WORK REQUEST:
Look through the entries below and extract exactly the lines from the one containing "without exception handling." through the one containing "pub fn holm_adjust(p_values: &[f64])", ends included.

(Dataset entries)
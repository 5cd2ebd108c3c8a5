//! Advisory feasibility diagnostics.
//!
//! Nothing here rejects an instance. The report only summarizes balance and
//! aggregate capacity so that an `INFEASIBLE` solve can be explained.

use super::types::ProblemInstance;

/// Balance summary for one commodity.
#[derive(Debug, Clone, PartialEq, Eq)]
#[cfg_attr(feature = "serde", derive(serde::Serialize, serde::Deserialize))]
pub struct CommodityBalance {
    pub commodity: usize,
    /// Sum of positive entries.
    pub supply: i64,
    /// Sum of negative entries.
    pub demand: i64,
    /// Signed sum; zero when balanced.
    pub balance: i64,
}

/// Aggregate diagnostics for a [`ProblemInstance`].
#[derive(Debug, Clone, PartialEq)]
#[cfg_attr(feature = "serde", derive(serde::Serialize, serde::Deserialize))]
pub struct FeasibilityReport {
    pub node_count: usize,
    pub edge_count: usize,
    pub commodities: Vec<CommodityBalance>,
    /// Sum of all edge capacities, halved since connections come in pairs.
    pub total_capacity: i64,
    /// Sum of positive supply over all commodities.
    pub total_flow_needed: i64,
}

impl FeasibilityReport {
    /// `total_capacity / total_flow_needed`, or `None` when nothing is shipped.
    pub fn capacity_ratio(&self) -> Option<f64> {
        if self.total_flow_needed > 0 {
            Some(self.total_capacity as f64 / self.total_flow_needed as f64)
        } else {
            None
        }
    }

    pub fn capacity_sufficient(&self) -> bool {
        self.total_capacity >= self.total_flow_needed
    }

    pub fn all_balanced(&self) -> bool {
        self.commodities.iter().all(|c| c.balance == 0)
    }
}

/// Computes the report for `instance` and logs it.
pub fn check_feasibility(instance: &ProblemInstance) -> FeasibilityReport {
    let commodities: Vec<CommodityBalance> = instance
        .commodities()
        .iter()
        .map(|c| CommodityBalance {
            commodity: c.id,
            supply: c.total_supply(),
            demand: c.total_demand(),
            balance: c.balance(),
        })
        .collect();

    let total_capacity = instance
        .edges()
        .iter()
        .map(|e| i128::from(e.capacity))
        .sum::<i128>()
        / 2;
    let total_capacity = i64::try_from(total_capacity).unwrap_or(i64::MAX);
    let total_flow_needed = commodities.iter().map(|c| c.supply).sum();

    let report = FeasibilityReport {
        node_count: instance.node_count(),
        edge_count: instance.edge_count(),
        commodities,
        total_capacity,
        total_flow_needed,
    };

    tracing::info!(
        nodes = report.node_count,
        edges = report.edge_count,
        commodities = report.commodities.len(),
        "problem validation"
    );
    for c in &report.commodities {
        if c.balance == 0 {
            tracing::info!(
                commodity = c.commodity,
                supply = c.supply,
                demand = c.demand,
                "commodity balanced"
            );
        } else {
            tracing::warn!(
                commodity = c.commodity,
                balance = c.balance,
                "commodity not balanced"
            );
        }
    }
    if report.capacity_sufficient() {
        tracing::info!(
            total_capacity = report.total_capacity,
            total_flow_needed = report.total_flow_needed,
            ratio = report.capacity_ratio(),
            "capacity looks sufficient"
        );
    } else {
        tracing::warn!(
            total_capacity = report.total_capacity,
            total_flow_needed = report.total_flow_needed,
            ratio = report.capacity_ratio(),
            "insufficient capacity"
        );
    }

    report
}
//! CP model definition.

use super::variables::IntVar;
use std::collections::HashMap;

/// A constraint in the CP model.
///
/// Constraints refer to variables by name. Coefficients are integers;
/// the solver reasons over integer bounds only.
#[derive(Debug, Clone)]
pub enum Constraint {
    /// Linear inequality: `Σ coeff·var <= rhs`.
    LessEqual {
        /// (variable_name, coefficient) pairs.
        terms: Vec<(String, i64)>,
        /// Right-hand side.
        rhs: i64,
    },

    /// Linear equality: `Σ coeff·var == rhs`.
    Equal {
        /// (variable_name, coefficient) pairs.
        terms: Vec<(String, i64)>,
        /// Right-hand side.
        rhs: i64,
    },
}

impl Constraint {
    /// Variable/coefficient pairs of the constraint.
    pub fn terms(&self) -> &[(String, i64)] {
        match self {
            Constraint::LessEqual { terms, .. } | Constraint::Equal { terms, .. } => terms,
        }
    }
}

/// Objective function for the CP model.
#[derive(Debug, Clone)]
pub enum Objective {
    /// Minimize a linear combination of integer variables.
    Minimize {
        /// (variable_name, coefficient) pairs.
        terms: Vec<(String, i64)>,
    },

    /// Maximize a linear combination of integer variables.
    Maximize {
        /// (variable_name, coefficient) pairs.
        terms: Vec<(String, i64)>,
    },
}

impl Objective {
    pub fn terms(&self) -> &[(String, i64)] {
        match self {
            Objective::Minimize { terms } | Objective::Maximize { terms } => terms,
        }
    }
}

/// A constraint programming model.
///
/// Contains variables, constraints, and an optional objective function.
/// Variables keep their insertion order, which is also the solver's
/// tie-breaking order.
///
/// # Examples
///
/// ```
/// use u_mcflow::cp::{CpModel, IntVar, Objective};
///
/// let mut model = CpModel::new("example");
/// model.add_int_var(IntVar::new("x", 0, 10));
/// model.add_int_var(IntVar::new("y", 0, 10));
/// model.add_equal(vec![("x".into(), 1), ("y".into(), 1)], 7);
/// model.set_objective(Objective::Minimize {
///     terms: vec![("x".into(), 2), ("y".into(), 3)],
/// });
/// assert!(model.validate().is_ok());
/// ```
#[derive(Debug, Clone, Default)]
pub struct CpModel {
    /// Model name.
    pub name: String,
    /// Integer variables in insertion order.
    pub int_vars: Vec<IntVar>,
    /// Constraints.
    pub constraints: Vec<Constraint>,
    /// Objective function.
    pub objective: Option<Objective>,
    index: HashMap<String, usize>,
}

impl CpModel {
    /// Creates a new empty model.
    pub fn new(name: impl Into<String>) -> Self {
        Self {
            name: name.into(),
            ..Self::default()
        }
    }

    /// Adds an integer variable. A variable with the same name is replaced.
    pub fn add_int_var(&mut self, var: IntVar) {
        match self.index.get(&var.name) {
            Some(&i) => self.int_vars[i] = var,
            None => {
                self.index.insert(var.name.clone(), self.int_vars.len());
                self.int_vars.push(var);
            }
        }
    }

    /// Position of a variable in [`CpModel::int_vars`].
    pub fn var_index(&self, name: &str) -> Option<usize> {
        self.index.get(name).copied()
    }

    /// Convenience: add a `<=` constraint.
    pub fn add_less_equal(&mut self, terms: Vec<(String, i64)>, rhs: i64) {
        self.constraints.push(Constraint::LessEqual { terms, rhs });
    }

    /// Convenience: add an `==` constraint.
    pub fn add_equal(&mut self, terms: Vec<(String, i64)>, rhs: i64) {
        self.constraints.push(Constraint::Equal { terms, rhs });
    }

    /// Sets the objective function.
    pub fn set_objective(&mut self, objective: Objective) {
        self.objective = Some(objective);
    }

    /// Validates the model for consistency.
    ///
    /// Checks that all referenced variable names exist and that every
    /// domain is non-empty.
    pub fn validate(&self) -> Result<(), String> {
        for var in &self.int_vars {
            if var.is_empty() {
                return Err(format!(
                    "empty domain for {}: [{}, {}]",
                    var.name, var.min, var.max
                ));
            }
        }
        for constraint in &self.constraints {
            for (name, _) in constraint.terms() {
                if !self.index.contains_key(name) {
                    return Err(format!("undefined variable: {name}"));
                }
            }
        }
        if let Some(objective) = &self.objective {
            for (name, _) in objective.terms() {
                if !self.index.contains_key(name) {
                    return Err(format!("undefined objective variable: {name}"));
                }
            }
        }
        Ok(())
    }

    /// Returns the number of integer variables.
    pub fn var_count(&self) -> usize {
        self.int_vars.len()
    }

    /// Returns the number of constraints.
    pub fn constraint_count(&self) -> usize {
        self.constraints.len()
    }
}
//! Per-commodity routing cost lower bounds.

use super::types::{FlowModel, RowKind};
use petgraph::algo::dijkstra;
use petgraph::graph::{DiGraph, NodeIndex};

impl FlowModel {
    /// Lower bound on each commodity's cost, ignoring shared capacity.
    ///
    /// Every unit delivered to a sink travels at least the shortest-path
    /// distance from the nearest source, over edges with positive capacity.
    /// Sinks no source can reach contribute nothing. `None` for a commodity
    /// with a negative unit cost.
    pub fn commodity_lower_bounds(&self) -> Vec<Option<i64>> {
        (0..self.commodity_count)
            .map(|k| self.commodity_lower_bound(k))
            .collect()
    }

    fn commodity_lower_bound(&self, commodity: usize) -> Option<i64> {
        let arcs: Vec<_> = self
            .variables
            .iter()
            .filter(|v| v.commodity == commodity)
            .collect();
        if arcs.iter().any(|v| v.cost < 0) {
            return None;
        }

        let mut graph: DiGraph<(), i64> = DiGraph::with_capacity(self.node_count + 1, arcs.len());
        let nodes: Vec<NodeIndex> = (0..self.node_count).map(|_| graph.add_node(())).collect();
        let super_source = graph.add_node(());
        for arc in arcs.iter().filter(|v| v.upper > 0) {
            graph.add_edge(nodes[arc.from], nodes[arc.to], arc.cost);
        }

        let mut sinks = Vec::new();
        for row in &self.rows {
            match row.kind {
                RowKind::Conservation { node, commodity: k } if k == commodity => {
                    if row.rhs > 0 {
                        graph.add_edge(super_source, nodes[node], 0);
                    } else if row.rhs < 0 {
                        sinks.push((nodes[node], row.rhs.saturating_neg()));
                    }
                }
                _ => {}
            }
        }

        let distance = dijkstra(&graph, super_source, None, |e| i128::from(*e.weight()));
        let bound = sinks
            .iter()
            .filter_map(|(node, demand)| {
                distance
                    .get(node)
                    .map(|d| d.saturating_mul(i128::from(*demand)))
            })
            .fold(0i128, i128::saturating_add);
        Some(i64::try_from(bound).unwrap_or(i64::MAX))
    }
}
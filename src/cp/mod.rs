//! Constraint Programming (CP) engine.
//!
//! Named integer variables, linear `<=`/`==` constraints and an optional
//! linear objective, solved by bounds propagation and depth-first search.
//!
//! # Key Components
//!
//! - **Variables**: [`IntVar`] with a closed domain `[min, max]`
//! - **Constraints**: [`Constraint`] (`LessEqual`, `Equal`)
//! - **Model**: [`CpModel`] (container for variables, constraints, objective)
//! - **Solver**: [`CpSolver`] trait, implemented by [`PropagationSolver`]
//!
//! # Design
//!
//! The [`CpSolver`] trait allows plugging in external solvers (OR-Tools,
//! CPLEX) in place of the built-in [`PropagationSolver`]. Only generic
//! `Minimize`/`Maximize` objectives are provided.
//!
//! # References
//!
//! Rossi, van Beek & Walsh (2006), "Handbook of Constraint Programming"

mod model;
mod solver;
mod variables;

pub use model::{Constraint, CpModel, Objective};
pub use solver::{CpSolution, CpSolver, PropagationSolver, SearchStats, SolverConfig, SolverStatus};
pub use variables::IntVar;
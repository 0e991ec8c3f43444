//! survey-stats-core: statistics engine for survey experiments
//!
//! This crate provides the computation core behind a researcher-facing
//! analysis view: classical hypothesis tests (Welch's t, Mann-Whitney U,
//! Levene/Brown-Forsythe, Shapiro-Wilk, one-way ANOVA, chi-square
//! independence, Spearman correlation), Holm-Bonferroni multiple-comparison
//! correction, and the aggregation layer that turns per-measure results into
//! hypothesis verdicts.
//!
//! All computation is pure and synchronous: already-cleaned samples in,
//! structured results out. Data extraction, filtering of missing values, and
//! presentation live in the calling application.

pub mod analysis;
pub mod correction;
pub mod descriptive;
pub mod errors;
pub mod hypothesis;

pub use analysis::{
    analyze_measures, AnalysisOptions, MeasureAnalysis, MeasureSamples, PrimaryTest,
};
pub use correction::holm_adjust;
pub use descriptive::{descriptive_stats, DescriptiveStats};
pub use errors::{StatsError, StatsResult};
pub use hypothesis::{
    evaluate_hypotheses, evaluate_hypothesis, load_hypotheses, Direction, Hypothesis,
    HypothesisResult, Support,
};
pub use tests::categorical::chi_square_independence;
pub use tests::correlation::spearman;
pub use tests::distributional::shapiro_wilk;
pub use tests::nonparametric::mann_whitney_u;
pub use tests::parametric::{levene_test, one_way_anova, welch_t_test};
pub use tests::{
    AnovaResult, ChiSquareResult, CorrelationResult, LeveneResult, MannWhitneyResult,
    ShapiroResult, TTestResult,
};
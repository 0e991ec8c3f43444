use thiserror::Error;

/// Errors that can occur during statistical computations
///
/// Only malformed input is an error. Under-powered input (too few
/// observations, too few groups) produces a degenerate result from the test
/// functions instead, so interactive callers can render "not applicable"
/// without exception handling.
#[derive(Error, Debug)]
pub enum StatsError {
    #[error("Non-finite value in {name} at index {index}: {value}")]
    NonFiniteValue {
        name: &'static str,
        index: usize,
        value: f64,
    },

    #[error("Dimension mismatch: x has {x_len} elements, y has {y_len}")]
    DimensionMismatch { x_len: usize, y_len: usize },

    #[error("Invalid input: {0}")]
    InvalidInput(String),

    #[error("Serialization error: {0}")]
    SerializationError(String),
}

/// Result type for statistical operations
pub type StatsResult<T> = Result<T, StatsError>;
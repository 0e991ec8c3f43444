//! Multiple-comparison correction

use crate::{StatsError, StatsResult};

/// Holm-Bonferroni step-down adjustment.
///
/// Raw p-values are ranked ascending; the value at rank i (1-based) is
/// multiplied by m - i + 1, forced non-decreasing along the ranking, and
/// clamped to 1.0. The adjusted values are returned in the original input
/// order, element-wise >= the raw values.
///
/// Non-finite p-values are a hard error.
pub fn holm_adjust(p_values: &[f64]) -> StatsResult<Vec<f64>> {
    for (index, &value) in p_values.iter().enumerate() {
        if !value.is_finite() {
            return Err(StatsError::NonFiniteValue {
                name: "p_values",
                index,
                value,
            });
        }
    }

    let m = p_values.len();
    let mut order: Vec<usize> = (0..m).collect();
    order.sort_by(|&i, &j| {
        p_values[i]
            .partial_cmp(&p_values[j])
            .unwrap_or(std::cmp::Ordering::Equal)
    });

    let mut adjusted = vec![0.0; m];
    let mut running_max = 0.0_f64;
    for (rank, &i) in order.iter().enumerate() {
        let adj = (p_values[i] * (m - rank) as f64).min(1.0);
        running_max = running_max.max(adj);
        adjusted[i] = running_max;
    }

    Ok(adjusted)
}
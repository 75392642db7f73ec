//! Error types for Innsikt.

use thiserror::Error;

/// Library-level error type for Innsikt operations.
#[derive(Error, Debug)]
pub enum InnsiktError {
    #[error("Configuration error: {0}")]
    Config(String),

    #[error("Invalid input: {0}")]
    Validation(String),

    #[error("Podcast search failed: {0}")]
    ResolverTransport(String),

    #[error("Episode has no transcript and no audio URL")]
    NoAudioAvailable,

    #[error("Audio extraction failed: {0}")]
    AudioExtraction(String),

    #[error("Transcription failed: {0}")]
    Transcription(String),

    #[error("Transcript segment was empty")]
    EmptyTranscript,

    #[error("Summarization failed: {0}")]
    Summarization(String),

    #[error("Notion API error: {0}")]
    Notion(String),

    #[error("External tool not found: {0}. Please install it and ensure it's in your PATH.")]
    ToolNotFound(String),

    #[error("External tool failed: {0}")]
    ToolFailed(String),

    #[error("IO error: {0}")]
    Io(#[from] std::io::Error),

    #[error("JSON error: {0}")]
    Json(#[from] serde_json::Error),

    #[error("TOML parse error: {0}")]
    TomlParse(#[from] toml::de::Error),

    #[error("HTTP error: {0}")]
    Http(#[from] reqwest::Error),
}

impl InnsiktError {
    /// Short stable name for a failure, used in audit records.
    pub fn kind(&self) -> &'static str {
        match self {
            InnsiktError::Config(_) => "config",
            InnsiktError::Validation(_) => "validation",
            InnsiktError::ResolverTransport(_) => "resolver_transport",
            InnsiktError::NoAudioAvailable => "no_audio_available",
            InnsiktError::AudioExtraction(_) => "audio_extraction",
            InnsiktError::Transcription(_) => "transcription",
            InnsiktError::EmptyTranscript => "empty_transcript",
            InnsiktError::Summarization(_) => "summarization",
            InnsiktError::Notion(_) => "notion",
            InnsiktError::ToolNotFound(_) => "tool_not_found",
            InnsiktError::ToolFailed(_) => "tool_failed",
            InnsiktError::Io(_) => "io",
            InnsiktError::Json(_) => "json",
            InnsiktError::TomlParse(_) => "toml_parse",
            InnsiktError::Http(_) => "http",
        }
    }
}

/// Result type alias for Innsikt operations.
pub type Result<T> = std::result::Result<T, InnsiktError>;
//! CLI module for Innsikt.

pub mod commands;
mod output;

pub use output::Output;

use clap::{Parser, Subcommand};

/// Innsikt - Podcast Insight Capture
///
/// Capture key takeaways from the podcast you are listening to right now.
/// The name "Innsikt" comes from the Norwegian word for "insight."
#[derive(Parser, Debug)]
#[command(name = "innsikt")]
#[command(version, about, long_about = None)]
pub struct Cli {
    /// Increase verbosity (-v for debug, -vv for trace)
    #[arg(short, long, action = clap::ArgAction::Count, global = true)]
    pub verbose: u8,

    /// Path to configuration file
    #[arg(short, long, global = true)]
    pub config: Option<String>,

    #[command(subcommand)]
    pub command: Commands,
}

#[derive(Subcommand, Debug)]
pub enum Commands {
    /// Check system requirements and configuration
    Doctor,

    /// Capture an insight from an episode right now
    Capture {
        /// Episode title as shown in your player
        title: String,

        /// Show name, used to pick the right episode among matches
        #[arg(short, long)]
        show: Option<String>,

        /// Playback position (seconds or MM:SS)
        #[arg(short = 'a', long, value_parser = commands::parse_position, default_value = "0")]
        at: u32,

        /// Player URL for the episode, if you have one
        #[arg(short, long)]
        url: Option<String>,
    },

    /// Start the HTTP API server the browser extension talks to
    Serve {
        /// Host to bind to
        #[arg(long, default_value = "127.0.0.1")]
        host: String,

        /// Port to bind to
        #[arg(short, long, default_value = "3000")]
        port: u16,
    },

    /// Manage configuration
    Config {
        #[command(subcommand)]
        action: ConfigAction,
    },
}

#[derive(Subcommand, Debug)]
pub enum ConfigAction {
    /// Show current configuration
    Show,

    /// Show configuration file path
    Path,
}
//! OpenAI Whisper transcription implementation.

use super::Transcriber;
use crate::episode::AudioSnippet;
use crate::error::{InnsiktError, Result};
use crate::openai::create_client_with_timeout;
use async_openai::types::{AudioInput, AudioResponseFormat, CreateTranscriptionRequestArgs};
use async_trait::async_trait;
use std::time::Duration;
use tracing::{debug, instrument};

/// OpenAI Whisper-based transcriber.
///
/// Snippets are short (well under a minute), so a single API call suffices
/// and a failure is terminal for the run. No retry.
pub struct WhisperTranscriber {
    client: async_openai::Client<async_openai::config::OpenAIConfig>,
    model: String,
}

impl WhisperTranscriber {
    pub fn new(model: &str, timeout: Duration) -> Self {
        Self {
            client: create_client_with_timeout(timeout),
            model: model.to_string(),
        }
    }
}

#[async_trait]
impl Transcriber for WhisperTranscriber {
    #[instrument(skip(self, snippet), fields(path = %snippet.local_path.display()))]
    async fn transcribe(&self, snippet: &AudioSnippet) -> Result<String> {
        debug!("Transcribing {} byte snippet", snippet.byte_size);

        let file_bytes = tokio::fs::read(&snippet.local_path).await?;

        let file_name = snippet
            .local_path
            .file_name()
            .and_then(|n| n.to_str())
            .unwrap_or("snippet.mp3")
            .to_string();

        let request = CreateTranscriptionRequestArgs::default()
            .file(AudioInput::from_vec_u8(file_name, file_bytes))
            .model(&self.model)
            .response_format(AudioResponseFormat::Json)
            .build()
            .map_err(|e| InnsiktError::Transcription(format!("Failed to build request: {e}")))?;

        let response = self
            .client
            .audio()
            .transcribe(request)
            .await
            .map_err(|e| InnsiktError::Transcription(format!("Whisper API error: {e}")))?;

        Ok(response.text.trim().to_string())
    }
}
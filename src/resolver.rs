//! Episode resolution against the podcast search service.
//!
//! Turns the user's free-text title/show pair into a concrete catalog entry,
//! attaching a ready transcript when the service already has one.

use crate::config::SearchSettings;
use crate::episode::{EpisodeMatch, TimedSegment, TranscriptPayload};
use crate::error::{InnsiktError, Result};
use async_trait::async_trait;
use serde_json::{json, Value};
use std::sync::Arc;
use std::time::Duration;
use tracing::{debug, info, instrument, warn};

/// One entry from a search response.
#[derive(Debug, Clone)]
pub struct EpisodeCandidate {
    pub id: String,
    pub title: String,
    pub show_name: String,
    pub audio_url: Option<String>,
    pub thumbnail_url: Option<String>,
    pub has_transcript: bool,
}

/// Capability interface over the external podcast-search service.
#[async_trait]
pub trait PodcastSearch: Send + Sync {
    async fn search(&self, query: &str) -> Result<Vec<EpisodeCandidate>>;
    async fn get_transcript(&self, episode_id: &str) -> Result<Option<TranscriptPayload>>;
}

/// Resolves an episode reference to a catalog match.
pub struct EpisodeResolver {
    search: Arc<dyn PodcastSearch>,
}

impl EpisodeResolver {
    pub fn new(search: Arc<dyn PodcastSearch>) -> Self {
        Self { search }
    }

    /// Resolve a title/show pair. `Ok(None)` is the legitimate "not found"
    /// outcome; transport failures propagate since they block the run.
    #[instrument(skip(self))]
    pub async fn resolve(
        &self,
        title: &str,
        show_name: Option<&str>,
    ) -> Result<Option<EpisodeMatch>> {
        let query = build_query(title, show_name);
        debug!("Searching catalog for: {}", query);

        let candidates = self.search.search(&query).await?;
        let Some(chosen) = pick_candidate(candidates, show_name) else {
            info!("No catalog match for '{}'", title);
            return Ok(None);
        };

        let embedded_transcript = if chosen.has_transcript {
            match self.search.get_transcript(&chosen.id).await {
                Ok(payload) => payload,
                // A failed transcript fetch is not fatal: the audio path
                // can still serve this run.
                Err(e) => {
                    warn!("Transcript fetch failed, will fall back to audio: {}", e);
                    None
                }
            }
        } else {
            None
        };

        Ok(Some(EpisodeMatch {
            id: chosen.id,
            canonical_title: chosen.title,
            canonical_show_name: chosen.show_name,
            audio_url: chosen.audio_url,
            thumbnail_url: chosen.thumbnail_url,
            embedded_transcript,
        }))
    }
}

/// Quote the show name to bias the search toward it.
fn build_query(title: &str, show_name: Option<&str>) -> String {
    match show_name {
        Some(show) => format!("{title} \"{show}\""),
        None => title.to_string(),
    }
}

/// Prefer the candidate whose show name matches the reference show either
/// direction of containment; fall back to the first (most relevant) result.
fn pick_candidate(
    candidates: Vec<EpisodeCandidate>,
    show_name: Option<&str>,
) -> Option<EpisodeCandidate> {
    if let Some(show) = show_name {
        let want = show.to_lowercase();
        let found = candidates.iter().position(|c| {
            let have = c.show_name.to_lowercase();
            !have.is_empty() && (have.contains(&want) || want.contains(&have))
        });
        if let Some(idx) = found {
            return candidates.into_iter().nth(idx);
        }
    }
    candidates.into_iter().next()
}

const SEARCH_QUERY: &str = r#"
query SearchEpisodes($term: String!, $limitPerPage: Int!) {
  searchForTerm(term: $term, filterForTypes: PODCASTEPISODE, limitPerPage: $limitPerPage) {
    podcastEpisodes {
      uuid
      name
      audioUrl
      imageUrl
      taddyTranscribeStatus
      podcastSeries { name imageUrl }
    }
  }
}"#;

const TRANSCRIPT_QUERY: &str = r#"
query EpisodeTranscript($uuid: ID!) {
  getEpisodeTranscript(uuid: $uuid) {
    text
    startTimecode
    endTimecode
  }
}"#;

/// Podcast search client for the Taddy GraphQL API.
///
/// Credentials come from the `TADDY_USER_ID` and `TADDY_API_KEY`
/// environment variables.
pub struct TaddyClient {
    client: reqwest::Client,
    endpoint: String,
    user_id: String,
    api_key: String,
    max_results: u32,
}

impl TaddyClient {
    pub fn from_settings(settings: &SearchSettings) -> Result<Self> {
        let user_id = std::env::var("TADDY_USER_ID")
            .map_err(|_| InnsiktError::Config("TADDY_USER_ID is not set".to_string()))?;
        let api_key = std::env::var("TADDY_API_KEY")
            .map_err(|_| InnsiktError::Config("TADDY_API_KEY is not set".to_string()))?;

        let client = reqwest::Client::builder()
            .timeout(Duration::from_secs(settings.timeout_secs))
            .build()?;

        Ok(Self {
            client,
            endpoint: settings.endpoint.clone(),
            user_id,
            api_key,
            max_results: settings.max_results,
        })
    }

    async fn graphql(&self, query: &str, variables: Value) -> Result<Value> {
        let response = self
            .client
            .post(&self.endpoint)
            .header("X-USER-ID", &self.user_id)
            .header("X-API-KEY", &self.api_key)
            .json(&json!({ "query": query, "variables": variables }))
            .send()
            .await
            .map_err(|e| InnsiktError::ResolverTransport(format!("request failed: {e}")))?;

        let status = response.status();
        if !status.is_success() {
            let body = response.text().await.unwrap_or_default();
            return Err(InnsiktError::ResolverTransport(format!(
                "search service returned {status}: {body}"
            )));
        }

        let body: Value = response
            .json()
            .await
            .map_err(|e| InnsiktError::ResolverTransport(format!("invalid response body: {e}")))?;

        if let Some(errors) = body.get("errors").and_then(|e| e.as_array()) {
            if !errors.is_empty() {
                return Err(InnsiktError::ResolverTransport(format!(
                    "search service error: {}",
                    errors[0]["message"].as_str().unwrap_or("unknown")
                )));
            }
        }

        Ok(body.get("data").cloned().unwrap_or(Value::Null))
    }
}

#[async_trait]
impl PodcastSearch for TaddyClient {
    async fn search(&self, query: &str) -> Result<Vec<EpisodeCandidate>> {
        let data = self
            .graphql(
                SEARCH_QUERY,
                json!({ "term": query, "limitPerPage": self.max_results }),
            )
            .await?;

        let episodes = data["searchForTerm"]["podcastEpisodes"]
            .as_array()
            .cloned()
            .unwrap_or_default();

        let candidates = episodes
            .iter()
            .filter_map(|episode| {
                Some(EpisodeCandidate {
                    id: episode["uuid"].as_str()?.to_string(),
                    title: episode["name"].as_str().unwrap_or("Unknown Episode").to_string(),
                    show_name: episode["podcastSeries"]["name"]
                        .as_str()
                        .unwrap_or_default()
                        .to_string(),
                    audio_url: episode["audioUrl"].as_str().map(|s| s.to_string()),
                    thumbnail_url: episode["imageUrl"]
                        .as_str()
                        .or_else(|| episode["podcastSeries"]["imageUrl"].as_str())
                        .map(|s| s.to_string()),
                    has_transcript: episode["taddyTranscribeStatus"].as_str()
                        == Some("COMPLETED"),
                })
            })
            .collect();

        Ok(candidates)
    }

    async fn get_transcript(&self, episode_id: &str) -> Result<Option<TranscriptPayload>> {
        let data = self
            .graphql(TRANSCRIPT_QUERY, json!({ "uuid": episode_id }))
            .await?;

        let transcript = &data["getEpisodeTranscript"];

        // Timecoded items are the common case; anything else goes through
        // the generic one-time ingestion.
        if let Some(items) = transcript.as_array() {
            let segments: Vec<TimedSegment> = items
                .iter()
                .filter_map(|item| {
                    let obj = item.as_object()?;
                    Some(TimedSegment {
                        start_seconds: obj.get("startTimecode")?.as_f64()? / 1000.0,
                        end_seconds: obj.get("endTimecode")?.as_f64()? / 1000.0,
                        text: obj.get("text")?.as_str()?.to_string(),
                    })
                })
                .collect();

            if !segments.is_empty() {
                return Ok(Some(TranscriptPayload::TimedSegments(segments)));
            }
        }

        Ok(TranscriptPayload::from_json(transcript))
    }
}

ANSWER AREA:
/// without exception handling.
#[derive(Error, Debug)]
pub enum StatsError {
    #[error("Non-finite value in {name} at index {index}: {value}")]
    NonFiniteValue {
        name: &'static str,
        index: usize,
        value: f64,
    },

    #[error("Dimension mismatch: x has {x_len} elements, y has {y_len}")]
    DimensionMismatch { x_len: usize, y_len: usize },

    #[error("Invalid input: {0}")]
    InvalidInput(String),

    #[error("Serialization error: {0}")]
    SerializationError(String),
}

/// Result type for statistical operations
pub type StatsResult<T> = Result<T, StatsError>;
repository 0e991ec8c3f43444
//! Multiple-comparison correction

use crate::{StatsError, StatsResult};

/// Holm-Bonferroni step-down adjustment.
///
/// Raw p-values are ranked ascending; the value at rank i (1-based) is
/// multiplied by m - i + 1, forced non-decreasing along the ranking, and
/// clamped to 1.0. The adjusted values are returned in the original input
/// order, element-wise >= the raw values.
///
/// Non-finite p-values are a hard error.
pub fn holm_adjust(p_values: &[f64]) -> StatsResult<Vec<f64>> {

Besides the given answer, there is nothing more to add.